• _Task description_: Copy out each line of the material in which the word "every" appears.

• _Provided records_:

────────────────────────────────────────

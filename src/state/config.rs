//! Configuration management

use crate::speech::{SpeechDefaults, VoicePreferences};
use crate::{NvsrError, Result};
use ini::Ini;
use log::{debug, info};
use std::path::{Path, PathBuf};

/// Section holding every option
const SECTION: &str = "speech";

/// Recognized options
///
/// Each option has a key in `~/.nvsr.cfg` (and the same name as an editor
/// global variable) and a default used whenever it is unset.
#[derive(Debug, Clone, Copy, PartialEq, Eq)]
pub enum Setting {
    EnableAtStartup,
    InterpretGenericInfix,
    SpeakBrackets,
    SpeakKeypresses,
    SpeakWords,
    SpeakModeTransitions,
    SpeakCompletions,
    AutoSpeakLine,
    AutoSpeakOutput,
    SpeakIndent,
    PitchMultiplier,
    SpeakSpeed,
    UseEspeak,
    UseService,
    Voice,
    EnableLogging,
}

impl Setting {
    pub const ALL: [Setting; 16] = [
        Setting::EnableAtStartup,
        Setting::InterpretGenericInfix,
        Setting::SpeakBrackets,
        Setting::SpeakKeypresses,
        Setting::SpeakWords,
        Setting::SpeakModeTransitions,
        Setting::SpeakCompletions,
        Setting::AutoSpeakLine,
        Setting::AutoSpeakOutput,
        Setting::SpeakIndent,
        Setting::PitchMultiplier,
        Setting::SpeakSpeed,
        Setting::UseEspeak,
        Setting::UseService,
        Setting::Voice,
        Setting::EnableLogging,
    ];

    pub fn key(self) -> &'static str {
        match self {
            Setting::EnableAtStartup => "enable_at_startup",
            Setting::InterpretGenericInfix => "interpret_generic_infix",
            Setting::SpeakBrackets => "speak_brackets",
            Setting::SpeakKeypresses => "speak_keypresses",
            Setting::SpeakWords => "speak_words",
            Setting::SpeakModeTransitions => "speak_mode_transitions",
            Setting::SpeakCompletions => "speak_completions",
            Setting::AutoSpeakLine => "auto_speak_line",
            Setting::AutoSpeakOutput => "auto_speak_output",
            Setting::SpeakIndent => "speak_indent",
            Setting::PitchMultiplier => "pitch_multiplier",
            Setting::SpeakSpeed => "speak_speed",
            Setting::UseEspeak => "use_espeak",
            Setting::UseService => "use_service",
            Setting::Voice => "speak_voice",
            Setting::EnableLogging => "enable_logging",
        }
    }

    pub fn default_value(self) -> &'static str {
        match self {
            Setting::EnableAtStartup => "true",
            Setting::InterpretGenericInfix => "false",
            Setting::SpeakBrackets => "false",
            Setting::SpeakKeypresses => "true",
            Setting::SpeakWords => "true",
            Setting::SpeakModeTransitions => "true",
            Setting::SpeakCompletions => "true",
            Setting::AutoSpeakLine => "true",
            Setting::AutoSpeakOutput => "true",
            Setting::SpeakIndent => "false",
            Setting::PitchMultiplier => "1",
            Setting::SpeakSpeed => "350",
            Setting::UseEspeak => "false",
            Setting::UseService => "true",
            Setting::Voice => "",
            Setting::EnableLogging => "false",
        }
    }

    pub fn from_key(key: &str) -> Option<Self> {
        Self::ALL.into_iter().find(|s| s.key() == key)
    }
}

/// Parse a boolean the way both the config file and editor variables write it
fn parse_bool(value: &str) -> Option<bool> {
    match value.trim().to_ascii_lowercase().as_str() {
        "true" | "1" | "yes" | "on" => Some(true),
        "false" | "0" | "no" | "off" => Some(false),
        _ => None,
    }
}

/// Application configuration
///
/// Values are read on every call so an override from the editor takes
/// effect on the next event.
pub struct Config {
    /// INI configuration storage
    ini: Ini,

    /// Backing file, if any
    path: Option<PathBuf>,
}

impl Config {
    /// Load `~/.nvsr.cfg`, creating it with defaults if missing
    pub fn load() -> Result<Self> {
        Self::load_from(&Self::config_path())
    }

    /// Load configuration from a specific file, creating it if missing
    pub fn load_from(path: &Path) -> Result<Self> {
        debug!("Loading config from {:?}", path);

        if !path.exists() {
            info!("Config file not found, creating default");
            let config = Self {
                ini: Self::default_config(),
                path: Some(path.to_path_buf()),
            };
            config.save()?;
            return Ok(config);
        }

        let ini = Ini::load_from_file(path)
            .map_err(|e| NvsrError::IniParse(format!("Failed to load config: {}", e)))?;
        Ok(Self {
            ini,
            path: Some(path.to_path_buf()),
        })
    }

    /// Configuration holding only defaults, not backed by a file
    pub fn in_memory() -> Self {
        Self {
            ini: Self::default_config(),
            path: None,
        }
    }

    /// Save configuration to its file
    pub fn save(&self) -> Result<()> {
        let path = self
            .path
            .as_ref()
            .ok_or_else(|| NvsrError::Config("Configuration has no file".to_string()))?;
        debug!("Saving config to {:?}", path);
        self.ini
            .write_to_file(path)
            .map_err(|e| NvsrError::Config(format!("Failed to save config: {}", e)))
    }

    /// Get config file path (~/.nvsr.cfg)
    fn config_path() -> PathBuf {
        dirs::home_dir()
            .unwrap_or_else(|| PathBuf::from("."))
            .join(".nvsr.cfg")
    }

    /// Expose the config file path for display
    pub fn path(&self) -> Option<&Path> {
        self.path.as_deref()
    }

    /// Create default configuration
    fn default_config() -> Ini {
        let mut ini = Ini::new();
        for setting in Setting::ALL {
            ini.with_section(Some(SECTION))
                .set(setting.key(), setting.default_value());
        }
        ini
    }

    /// Raw value of a setting, falling back to its default
    fn raw(&self, setting: Setting) -> &str {
        self.ini
            .get_from(Some(SECTION), setting.key())
            .unwrap_or(setting.default_value())
    }

    /// Get a boolean setting
    pub fn get_bool(&self, setting: Setting) -> bool {
        parse_bool(self.raw(setting))
            .or_else(|| parse_bool(setting.default_value()))
            .unwrap_or(false)
    }

    /// Get an integer setting
    pub fn get_int(&self, setting: Setting) -> i32 {
        self.raw(setting)
            .trim()
            .parse()
            .ok()
            .or_else(|| setting.default_value().parse().ok())
            .unwrap_or(0)
    }

    /// Get a string setting
    pub fn get_string(&self, setting: Setting) -> String {
        self.raw(setting).to_string()
    }

    /// Set a value by key
    ///
    /// Used when the editor overrides an option at runtime.
    pub fn set(&mut self, key: &str, value: &str) -> Result<()> {
        let setting = Setting::from_key(key)
            .ok_or_else(|| NvsrError::Config(format!("Unknown option: {}", key)))?;
        debug!("Setting {} = {}", setting.key(), value);
        self.ini.with_section(Some(SECTION)).set(setting.key(), value);
        Ok(())
    }

    /// Defaults for options event handlers leave unset
    pub fn speech_defaults(&self) -> SpeechDefaults {
        SpeechDefaults {
            speak_brackets: self.get_bool(Setting::SpeakBrackets),
            interpret_generic: self.get_bool(Setting::InterpretGenericInfix),
            speed: self.speed(),
            announce_indent: self.get_bool(Setting::SpeakIndent),
            pitch_multiplier: self.get_int(Setting::PitchMultiplier),
        }
    }

    /// Engine preferences for the dispatcher
    pub fn voice_preferences(&self) -> VoicePreferences {
        let voice = self.get_string(Setting::Voice);
        VoicePreferences {
            use_service: self.get_bool(Setting::UseService),
            use_espeak: self.get_bool(Setting::UseEspeak),
            voice: if voice.is_empty() { None } else { Some(voice) },
        }
    }

    /// Configured speech rate
    pub fn speed(&self) -> i32 {
        self.get_int(Setting::SpeakSpeed)
    }

    /// Should logging go to the diagnostic log file?
    pub fn logging_enabled(&self) -> bool {
        self.get_bool(Setting::EnableLogging)
    }
}

#[cfg(test)]
mod tests {
    use super::*;

    #[test]
    fn test_defaults() {
        let config = Config::in_memory();
        assert!(config.get_bool(Setting::EnableAtStartup));
        assert!(!config.get_bool(Setting::InterpretGenericInfix));
        assert!(config.get_bool(Setting::SpeakKeypresses));
        assert_eq!(config.get_int(Setting::PitchMultiplier), 1);
        assert_eq!(config.speed(), 350);
        assert_eq!(config.get_string(Setting::Voice), "");
        assert!(config.path().is_none());
    }

    #[test]
    fn test_keys_round_trip() {
        for setting in Setting::ALL {
            assert_eq!(Setting::from_key(setting.key()), Some(setting));
        }
        assert_eq!(Setting::from_key("nope"), None);
    }

    #[test]
    fn test_parse_bool() {
        assert_eq!(parse_bool("1"), Some(true));
        assert_eq!(parse_bool("0"), Some(false));
        assert_eq!(parse_bool("True"), Some(true));
        assert_eq!(parse_bool("maybe"), None);
    }

    #[test]
    fn test_set_override() {
        let mut config = Config::in_memory();
        config.set("speak_brackets", "1").unwrap();
        config.set("speak_speed", "200").unwrap();
        assert!(config.get_bool(Setting::SpeakBrackets));
        assert_eq!(config.speech_defaults().speed, 200);
        assert!(config.set("not_an_option", "1").is_err());
    }

    #[test]
    fn test_bad_values_fall_back() {
        let mut config = Config::in_memory();
        config.set("speak_speed", "fast").unwrap();
        config.set("speak_words", "sometimes").unwrap();
        assert_eq!(config.speed(), 350);
        assert!(config.get_bool(Setting::SpeakWords));
    }

    #[test]
    fn test_voice_preferences() {
        let mut config = Config::in_memory();
        assert_eq!(config.voice_preferences().voice, None);
        assert!(config.voice_preferences().use_service);

        config.set("speak_voice", "en-us").unwrap();
        config.set("use_espeak", "true").unwrap();
        let prefs = config.voice_preferences();
        assert_eq!(prefs.voice.as_deref(), Some("en-us"));
        assert!(prefs.use_espeak);
    }

    #[test]
    fn test_save_without_file() {
        assert!(Config::in_memory().save().is_err());
    }
}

────────────────────────────────────────

• _Task output_:
/// Section holding every option
/// Values are read on every call so an override from the editor takes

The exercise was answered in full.